Dans sa Revue semestrielle, la Bibliothèque Nationale de France présente un dossier sur la thématique de l’ivresse, dans son sens social et littéraire. Et cela sans ennui. Les articles très fouillés se lisent comme des voyages.
En témoignent, les déambulations littéraires dans les bars de Tokyo qui désignent la ville nippone comme capitale de l’ivresse. Le lecteur arpente l’histoire tout entière. De promenades dans les cafés de Paris à la prohibition de l’alcool. Le fil rouge en est le récit d’ivresses de toutes sortes.

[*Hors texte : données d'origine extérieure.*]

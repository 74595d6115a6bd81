mod support;

use std::collections::BTreeSet;
use std::time::Duration;

use mregion::config::PipelineSettings;
use mregion::dataset::{DatasetError, SamplingPolicy};
use mregion::image_source::ImageId;
use mregion::training::{FailureKind, JobState};
use mregion::{Session, SessionError};
use support::images::{in_memory_source, square};
use support::models::{gated_config, gated_registry};

const WAIT: Duration = Duration::from_secs(10);

fn policy() -> SamplingPolicy {
    SamplingPolicy {
        crop_size: 8,
        ..SamplingPolicy::default()
    }
}

/// Three regions labelled a, a, b on a 128x64 striped image.
fn three_region_session(session: &Session) -> ImageId {
    let info = session.attach_source(in_memory_source("slide", 128, 64));
    session.add_region(&info.id, square(8.0, 8.0, 10.0), "a").unwrap();
    session.add_region(&info.id, square(30.0, 30.0, 10.0), "a").unwrap();
    session.add_region(&info.id, square(90.0, 20.0, 10.0), "b").unwrap();
    info.id
}

fn validation_members(session: &Session, image: &ImageId, seed: u64) -> BTreeSet<u64> {
    let snapshot = session.snapshot(image).unwrap();
    let dataset = session.build_dataset(&snapshot, seed, 0.8, &policy()).unwrap();
    dataset
        .validation()
        .iter()
        .map(|sample| sample.region_id.0)
        .collect()
}

#[test]
fn seeded_split_is_reproducible_and_seed_dependent() {
    let session = Session::new(PipelineSettings::default());
    let image = three_region_session(&session);
    let snapshot = session.snapshot(&image).unwrap();

    let first = session.build_dataset(&snapshot, 1337, 0.8, &policy()).unwrap();
    assert_eq!(first.len(), 3);
    assert_eq!(first.train().len(), 2);
    assert_eq!(first.validation().len(), 1);
    assert_eq!(first.classes(), ["a".to_string(), "b".to_string()]);

    let again = session.build_dataset(&snapshot, 1337, 0.8, &policy()).unwrap();
    assert_eq!(first.train(), again.train());
    assert_eq!(first.validation(), again.validation());
    assert_eq!(first.fingerprint(), again.fingerprint());

    let other = session.build_dataset(&snapshot, 7, 0.8, &policy()).unwrap();
    assert_eq!(other.train().len(), 2);
    assert_ne!(first.fingerprint(), other.fingerprint());
    let other_again = session.build_dataset(&snapshot, 7, 0.8, &policy()).unwrap();
    assert_eq!(other.validation(), other_again.validation());

    let memberships: BTreeSet<BTreeSet<u64>> = (0..32)
        .map(|seed| validation_members(&session, &image, seed))
        .collect();
    assert!(memberships.len() >= 2, "seed never changed the split");
}

#[test]
fn cancelled_job_keeps_exactly_the_events_it_published() {
    let (models, gate) = gated_registry(3);
    let session = Session::with_models(PipelineSettings::default(), models);
    let image = three_region_session(&session);
    let snapshot = session.snapshot(&image).unwrap();
    let dataset = session.build_dataset(&snapshot, 1337, 0.8, &policy()).unwrap();

    let job = session
        .start_training(dataset, gated_config(10), 1337)
        .unwrap();
    let live = session.subscribe_with_history(&job).unwrap();
    let received: Vec<_> = live.take(2).collect();
    assert_eq!(
        received
            .iter()
            .map(|event| event.epoch)
            .collect::<Vec<_>>(),
        vec![1, 2]
    );

    assert_eq!(gate.reached.recv_timeout(WAIT).unwrap(), 3);
    session.cancel(&job).unwrap();
    gate.release.send(()).unwrap();
    assert_eq!(
        session.wait_timeout(&job, WAIT).unwrap(),
        Some(JobState::Cancelled)
    );

    let history = session.history(&job).unwrap();
    assert_eq!(history.len(), 2);
    assert_eq!(history.events()[1].epoch, 2);
    assert!(session.subscribe(&job).unwrap().next().is_none());
    assert!(session.artifact(&job).unwrap().is_none());
    assert_eq!(session.job_progress(&job).unwrap().planned_epochs, 10);
}

#[test]
fn empty_snapshot_builds_nothing_and_leaves_the_store_alone() {
    let session = Session::new(PipelineSettings::default());
    let info = session.attach_source(in_memory_source("blank", 64, 64));
    let snapshot = session.snapshot(&info.id).unwrap();
    assert!(snapshot.is_empty());

    let err = session
        .build_dataset(&snapshot, 1337, 0.8, &policy())
        .unwrap_err();
    assert!(matches!(
        err,
        SessionError::Dataset(DatasetError::EmptyAnnotationSet)
    ));

    let after = session.snapshot(&info.id).unwrap();
    assert_eq!(after.version(), snapshot.version());
    assert!(after.is_empty());
}

#[test]
fn edits_during_training_do_not_reach_the_running_job() {
    let (models, gate) = gated_registry(1);
    let session = Session::with_models(PipelineSettings::default(), models);
    let image = three_region_session(&session);
    let snapshot = session.snapshot(&image).unwrap();
    let dataset = session.build_dataset(&snapshot, 1337, 0.8, &policy()).unwrap();
    let train_before = dataset.train().to_vec();

    let job = session
        .start_training(dataset.clone(), gated_config(2), 1337)
        .unwrap();
    gate.reached.recv_timeout(WAIT).unwrap();

    let first = snapshot.regions().next().unwrap().id;
    session.delete_region(first).unwrap();
    session.add_region(&image, square(60.0, 40.0, 12.0), "c").unwrap();
    assert!(session.snapshot(&image).unwrap().version() > snapshot.version());

    gate.release.send(()).unwrap();
    assert_eq!(
        session.wait_timeout(&job, WAIT).unwrap(),
        Some(JobState::Completed)
    );
    assert_eq!(dataset.train(), train_before.as_slice());
    let record = session.job_record(&job).unwrap();
    assert_eq!(record.snapshot_version, snapshot.version());
    assert_eq!(record.classes, vec!["a".to_string(), "b".to_string()]);
    assert_eq!(record.dataset_fingerprint, dataset.fingerprint());
}

#[test]
fn closing_the_image_fails_its_live_job() {
    let (models, gate) = gated_registry(1);
    let session = Session::with_models(PipelineSettings::default(), models);
    let image = three_region_session(&session);
    let snapshot = session.snapshot(&image).unwrap();
    let dataset = session.build_dataset(&snapshot, 1337, 0.8, &policy()).unwrap();

    let job = session
        .start_training(dataset, gated_config(3), 1337)
        .unwrap();
    gate.reached.recv_timeout(WAIT).unwrap();

    assert_eq!(session.close_image(&image).unwrap(), 3);
    gate.release.send(()).unwrap();
    assert_eq!(
        session.wait_timeout(&job, WAIT).unwrap(),
        Some(JobState::Failed)
    );
    let failure = session.job_failure(&job).unwrap().unwrap();
    assert_eq!(failure.kind, FailureKind::ImageRemoved);
    assert!(session.orchestrator().active_job(&image).is_none());
    assert!(matches!(
        session.snapshot(&image),
        Err(SessionError::Annotation(_))
    ));
}

#[test]
fn second_job_on_the_same_image_is_rejected_until_the_first_ends() {
    let (models, gate) = gated_registry(1);
    let session = Session::with_models(PipelineSettings::default(), models);
    let image = three_region_session(&session);
    let snapshot = session.snapshot(&image).unwrap();
    let dataset = session.build_dataset(&snapshot, 1337, 0.8, &policy()).unwrap();

    let first = session
        .start_training(dataset.clone(), gated_config(1), 1)
        .unwrap();
    gate.reached.recv_timeout(WAIT).unwrap();
    let err = session
        .start_training(dataset.clone(), gated_config(1), 2)
        .unwrap_err();
    assert!(err.to_string().contains(first.id.as_str()));

    gate.release.send(()).unwrap();
    assert_eq!(
        session.wait_timeout(&first, WAIT).unwrap(),
        Some(JobState::Completed)
    );
    let second = session.start_training(dataset, gated_config(1), 2).unwrap();
    assert_eq!(
        session.wait_timeout(&second, WAIT).unwrap(),
        Some(JobState::Completed)
    );
    assert_ne!(first.id, second.id);
}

Des plus polies aux plus insolantes.
On y apprend ainsi que la Rome antique a cultivé l’ivresse jusqu’au raffinement. La question du « boire ensemble » y étant très prégnante. Le lecteur redécouvre les ivresses du Capitaine Haddock d’Hergé ou celles d’un Coluche au nez rouge. Ainsi, l’ivrogne endosse au fil des époques une identité sociale variable. Le discours aussi se forge. Tantôt favorable, anti-alcoolique, oenologique voire désormais éducatif.

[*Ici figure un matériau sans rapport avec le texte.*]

//! Durable JSON records describing how a job was configured and how it ended.

use std::path::{Path, PathBuf};

use serde::{Deserialize, Serialize};
use thiserror::Error;
use time::OffsetDateTime;
use time::format_description::well_known::Rfc3339;

use super::{JobFailure, JobId, JobState, ModelConfig};
use crate::app_dirs;
use crate::dataset::{Dataset, SamplingPolicy};
use crate::image_source::ImageId;

#[derive(Debug, Error)]
pub enum RecordError {
    #[error("Failed to write job record {path}: {source}")]
    Write {
        path: PathBuf,
        source: std::io::Error,
    },
    #[error("Failed to read job record {path}: {source}")]
    Read {
        path: PathBuf,
        source: std::io::Error,
    },
    #[error("Invalid job record {path}: {source}")]
    Parse {
        path: PathBuf,
        source: serde_json::Error,
    },
    #[error("Failed to serialize job record: {0}")]
    Serialize(serde_json::Error),
    #[error(transparent)]
    AppDir(#[from] app_dirs::AppDirError),
}

/// Everything needed to reproduce a job, plus its outcome.
#[derive(Debug, Clone, PartialEq, Serialize, Deserialize)]
pub struct JobRecord {
    pub job_id: JobId,
    pub image_id: ImageId,
    pub snapshot_version: u64,
    /// Seed the dataset was built with.
    pub seed: u64,
    pub split_ratio: f64,
    pub sampling_policy: SamplingPolicy,
    /// Seed driving model initialization and batch order.
    pub training_seed: u64,
    pub model_config: ModelConfig,
    pub dataset_fingerprint: String,
    pub classes: Vec<String>,
    pub created_at: String,
    #[serde(default)]
    pub finished_at: Option<String>,
    pub state: JobState,
    #[serde(default)]
    pub failure: Option<JobFailure>,
    #[serde(default)]
    pub last_epoch: u32,
    #[serde(default)]
    pub last_step: u64,
}

impl JobRecord {
    pub(super) fn new(
        job_id: JobId,
        dataset: &Dataset,
        model_config: ModelConfig,
        training_seed: u64,
    ) -> Self {
        let spec = dataset.spec();
        Self {
            job_id,
            image_id: spec.image_id.clone(),
            snapshot_version: spec.snapshot_version,
            seed: spec.seed,
            split_ratio: spec.split_ratio,
            sampling_policy: spec.sampling_policy.clone(),
            training_seed,
            model_config,
            dataset_fingerprint: dataset.fingerprint().to_string(),
            classes: dataset.classes().to_vec(),
            created_at: timestamp_now(),
            finished_at: None,
            state: JobState::Preparing,
            failure: None,
            last_epoch: 0,
            last_step: 0,
        }
    }

    pub fn file_name(&self) -> String {
        format!("{}.json", self.job_id)
    }
}

pub(super) fn timestamp_now() -> String {
    let now = OffsetDateTime::now_utc();
    now.format(&Rfc3339)
        .unwrap_or_else(|_| now.unix_timestamp().to_string())
}

/// Write `<dir>/<job_id>.json` atomically.
pub fn save_record(dir: &Path, record: &JobRecord) -> Result<PathBuf, RecordError> {
    std::fs::create_dir_all(dir).map_err(|source| RecordError::Write {
        path: dir.to_path_buf(),
        source,
    })?;
    let path = dir.join(record.file_name());
    let data = serde_json::to_vec_pretty(record).map_err(RecordError::Serialize)?;
    crate::atomic_file::atomic_write(&path, &data).map_err(|source| RecordError::Write {
        path: path.clone(),
        source,
    })?;
    Ok(path)
}

/// Write the record under `<app root>/jobs`.
pub fn save_record_to_jobs_dir(record: &JobRecord) -> Result<PathBuf, RecordError> {
    save_record(&app_dirs::jobs_dir()?, record)
}

pub fn load_record(path: &Path) -> Result<JobRecord, RecordError> {
    let bytes = std::fs::read(path).map_err(|source| RecordError::Read {
        path: path.to_path_buf(),
        source,
    })?;
    serde_json::from_slice(&bytes).map_err(|source| RecordError::Parse {
        path: path.to_path_buf(),
        source,
    })
}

Car notre société actuelle si elle veut éduquer la consommation, ne désire plus décrire les bienfaits du produit. Les modes et les discours changent, les vins restent, les histoires passent. La question de l’excès se calque dans la temporalité. Notamment, la représentation de ce seuil de tolérance qui butte sur les époques.
Qui des jeunes ou des vieux sont ceux qui boivent le plus ? Il n’est pas question de sondage. Et pour cause, ce ne sont pas toujours ceux qui sont les plus enivrés qui ont le plus bu. Alors buveurs vertueux à la romaine ou démoniaques à la Grecque – plutôt antique – sont-ils ceux du Binge drinking actuels ? Sans doute pas, ce comportement social se situe entre partage et compétition à boire.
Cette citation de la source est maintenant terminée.